RCPCH officer for Scotland Professor Steve Turner said: ‘Service leads across Scotland identify recruitmen­t as the main workforce pressure facing their units.

‘Time and again we see rota gaps in paediatric services causing significan­t strain on the system and these figures show staffing shortages are leading to service closures all too often. This can only be resolved by increasing the numbers coming into paediatric­s.’

Three of the 12 inpatient wards and five of the 13 neonatal units responding to the survey said they had ‘had to close to new admissions due to shortages of nurses and/or doctors’. The survey did not identify any hospitals forced to make closures, to retain units’ confidenti­ality.

Although current first-year trainee positions are fully subscribed, there are gaps in more senior rotas because of a ‘failure’ to take into account the number of doctors who go part-time.

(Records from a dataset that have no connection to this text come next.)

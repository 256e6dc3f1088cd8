// SPDX-License-Identifier: BUSL-1.1
// Copyright (c) 2026 Alfred Jean LLC

use super::*;
use rbd_core::Derivation;
use rbd_wire::{
    client_handshake, nar_regular, read_build_result, read_export, read_u64,
    write_build_derivation, write_query_valid_paths, BuildOptions,
};
use tokio::io::AsyncReadExt;

const SRC: &str = "/nix/store/aaa-src";
const OUT: &str = "/nix/store/bbb-hello";

fn machine(name: &str) -> MachineDescriptor {
    MachineDescriptor::new(name, "/keys/id")
}

fn hello() -> Derivation {
    Derivation::new("x86_64-linux", "/bin/sh").output("out", OUT).input(SRC)
}

fn set(items: &[&str]) -> BTreeSet<StorePath> {
    items.iter().map(|p| StorePath::from(*p)).collect()
}

#[tokio::test]
async fn unknown_machine_is_unreachable() {
    let transport = FakeTransport::new();
    let err = transport.open(&machine("nowhere")).await.err().unwrap();
    assert!(matches!(err, ConnectionError::Unreachable { .. }));
}

#[tokio::test]
async fn refused_auth_is_reported() {
    let transport = FakeTransport::new();
    transport.add_machine("b1", FakeMachine::new().connect(ConnectBehavior::RefuseAuth));
    let err = transport.open(&machine("b1")).await.err().unwrap();
    assert!(matches!(err, ConnectionError::AuthFailed { .. }));
    assert_eq!(transport.stats("b1").opens, 0);
}

#[tokio::test]
async fn close_is_idempotent_and_counted() {
    let transport = FakeTransport::new();
    transport.add_machine("b1", FakeMachine::new());

    let mut session = transport.open(&machine("b1")).await.unwrap();
    assert_eq!(transport.open_sessions(), 1);
    session.close().await.unwrap();
    session.close().await.unwrap();

    let stats = transport.stats("b1");
    assert_eq!((stats.opens, stats.closes, stats.open_sessions), (1, 1, 0));
    assert!(!session.is_open());
}

#[tokio::test]
async fn dropping_a_session_leaves_it_open() {
    let transport = FakeTransport::new();
    transport.add_machine("b1", FakeMachine::new());
    drop(transport.open(&machine("b1")).await.unwrap());
    assert_eq!(transport.open_sessions(), 1);
}

#[tokio::test]
async fn worker_serves_a_full_build() {
    let transport = FakeTransport::new();
    transport.add_machine("b1", FakeMachine::new().log_line("building hello"));
    let mut session = transport.open(&machine("b1")).await.unwrap();
    let mut process = session.run_command(&RemoteCommand::new("nix-store")).await.unwrap();
    let (w, r) = (&mut process.stdin, &mut process.stdout);

    let version = client_handshake(r, w).await.unwrap();
    assert_eq!(version, SERVE_PROTOCOL_VERSION);

    write_query_valid_paths(w, &set(&[SRC]), false, false).await.unwrap();
    assert!(read_paths(r).await.unwrap().is_empty());

    write_u64(w, ServeCommand::ImportPaths.code()).await.unwrap();
    let exported = ExportedPath {
        path: StorePath::from(SRC),
        archive: nar_regular(b"source"),
        references: BTreeSet::new(),
        deriver: None,
    };
    write_exported_path(w, &exported).await.unwrap();
    write_export_end(w).await.unwrap();
    assert_eq!(read_u64(r).await.unwrap(), 1);

    write_build_derivation(w, &StorePath::from("/nix/store/ccc-hello.drv"), &hello(), BuildOptions::default(), version)
        .await
        .unwrap();
    let result = read_build_result(r, version).await.unwrap();
    assert_eq!(result.status, RemoteBuildStatus::Built);
    assert_eq!(result.times_built, 1);

    drop(process.stdin);
    assert_eq!(process.control.wait().await.unwrap(), Some(0));

    let mut log = String::new();
    process.stderr.read_to_string(&mut log).await.unwrap();
    assert_eq!(log, "building hello\n");

    let stats = transport.stats("b1");
    assert_eq!(stats.import_calls, 1);
    assert_eq!(stats.bytes_imported, nar_regular(b"source").len() as u64);
    assert_eq!(stats.builds, 1);
    assert!(transport.valid_paths("b1").contains(OUT));
}

#[yare::parameterized(
    limits_only = { 0x201 },
    log_size = { 0x202 },
    repeat = { 0x204 },
)]
#[test_macro(tokio::test)]
async fn worker_reads_build_options_for_the_negotiated_version(worker_version: u64) {
    let transport = FakeTransport::new();
    transport.add_machine("b1", FakeMachine::new().valid_path(SRC).protocol_version(worker_version));
    let mut session = transport.open(&machine("b1")).await.unwrap();
    let mut process = session.run_command(&RemoteCommand::new("nix-store")).await.unwrap();
    let (w, r) = (&mut process.stdin, &mut process.stdout);

    let version = client_handshake(r, w).await.unwrap();
    let options = BuildOptions {
        max_silent_time: 60,
        build_timeout: 600,
        max_log_size: 1024,
        build_repeat: 2,
        enforce_determinism: true,
    };
    write_build_derivation(w, &StorePath::from("/nix/store/ccc-hello.drv"), &hello(), options, version)
        .await
        .unwrap();
    assert_eq!(read_build_result(r, version).await.unwrap().status, RemoteBuildStatus::Built);

    // the stream stays in step for the next command
    write_u64(w, ServeCommand::ExportPaths.code()).await.unwrap();
    write_paths(w, &set(&[OUT])).await.unwrap();
    w.flush().await.unwrap();
    let outputs = read_export(r).await.unwrap();
    assert_eq!(outputs.len(), 1);

    let received = transport.stats("b1").build_options.unwrap();
    assert_eq!((received.max_silent_time, received.build_timeout), (60, 600));
    assert_eq!(received.max_log_size, if worker_version >= 0x202 { 1024 } else { 0 });
    assert_eq!(received.enforce_determinism, worker_version >= 0x203);
}

#[tokio::test]
async fn build_with_missing_inputs_fails_on_the_worker() {
    let transport = FakeTransport::new();
    transport.add_machine("b1", FakeMachine::new());
    let mut session = transport.open(&machine("b1")).await.unwrap();
    let mut process = session.run_command(&RemoteCommand::new("nix-store")).await.unwrap();
    let (w, r) = (&mut process.stdin, &mut process.stdout);

    let version = client_handshake(r, w).await.unwrap();
    write_build_derivation(w, &StorePath::from("/nix/store/ccc-hello.drv"), &hello(), BuildOptions::default(), version)
        .await
        .unwrap();
    let result = read_build_result(r, version).await.unwrap();
    assert_eq!(result.status, RemoteBuildStatus::MiscFailure);
    assert!(result.error_msg.contains(SRC));
}

#[tokio::test]
async fn disconnect_exits_like_ssh() {
    let transport = FakeTransport::new();
    transport.add_machine(
        "b1",
        FakeMachine::new().valid_path(SRC).build(BuildBehavior::Disconnect),
    );
    let mut session = transport.open(&machine("b1")).await.unwrap();
    let mut process = session.run_command(&RemoteCommand::new("nix-store")).await.unwrap();
    let (w, r) = (&mut process.stdin, &mut process.stdout);

    let version = client_handshake(r, w).await.unwrap();
    write_build_derivation(w, &StorePath::from("/nix/store/ccc-hello.drv"), &hello(), BuildOptions::default(), version)
        .await
        .unwrap();
    let err = read_build_result(r, version).await.unwrap_err();
    assert!(matches!(err, ProtocolError::ConnectionClosed));
    assert_eq!(process.control.wait().await.unwrap(), Some(255));
}

#[tokio::test]
async fn killed_worker_has_no_exit_code() {
    let transport = FakeTransport::new();
    transport.add_machine("b1", FakeMachine::new());
    let mut session = transport.open(&machine("b1")).await.unwrap();
    let mut process = session.run_command(&RemoteCommand::new("nix-store")).await.unwrap();

    process.control.kill().await;
    assert_eq!(process.control.wait().await.unwrap(), None);
    assert_eq!(process.control.wait().await.unwrap(), None);
}

#[tokio::test]
async fn closed_session_refuses_commands() {
    let transport = FakeTransport::new();
    transport.add_machine("b1", FakeMachine::new());
    let mut session = transport.open(&machine("b1")).await.unwrap();
    session.close().await.unwrap();
    let err = session.run_command(&RemoteCommand::new("nix-store")).await.err().unwrap();
    assert!(matches!(err, ConnectionError::Closed(_)));
}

The findings echo those in a report by the premature and sick baby charity Bliss Scotland, which was released in January.

It found that two-thirds of neonatal units in Scotland do not have enough medical staff to meet standards, and also that threequart­ers of units have a shortage of neonatal nurses.

Yesterday Caroline Lee-Davey, chief executive at Bliss Scotland, said: ‘This RCPCH report illustrate­s the desperate need for more medical staff at neonatal units across the country.’

Scottish Tory health spokesman Miles Briggs said: ‘There are staff shortages right across the NHS, and it’s up to the SNP Government to sort that out.’

Scottish Labour’s health spokesman Anas Sarwar said: ‘This is the reality of the SNP’s chronic underinves­tment in our NHS staff – patients turned away because hospital units simply don’t have the levels of staff required.’

A Scottish Government spokesman said: ‘Over the past decade this Government has helped deliver record numbers of doctors, nurses and other staff across the NHS in Scotland. We work closely with boards to support their efforts in staff recruitmen­t.’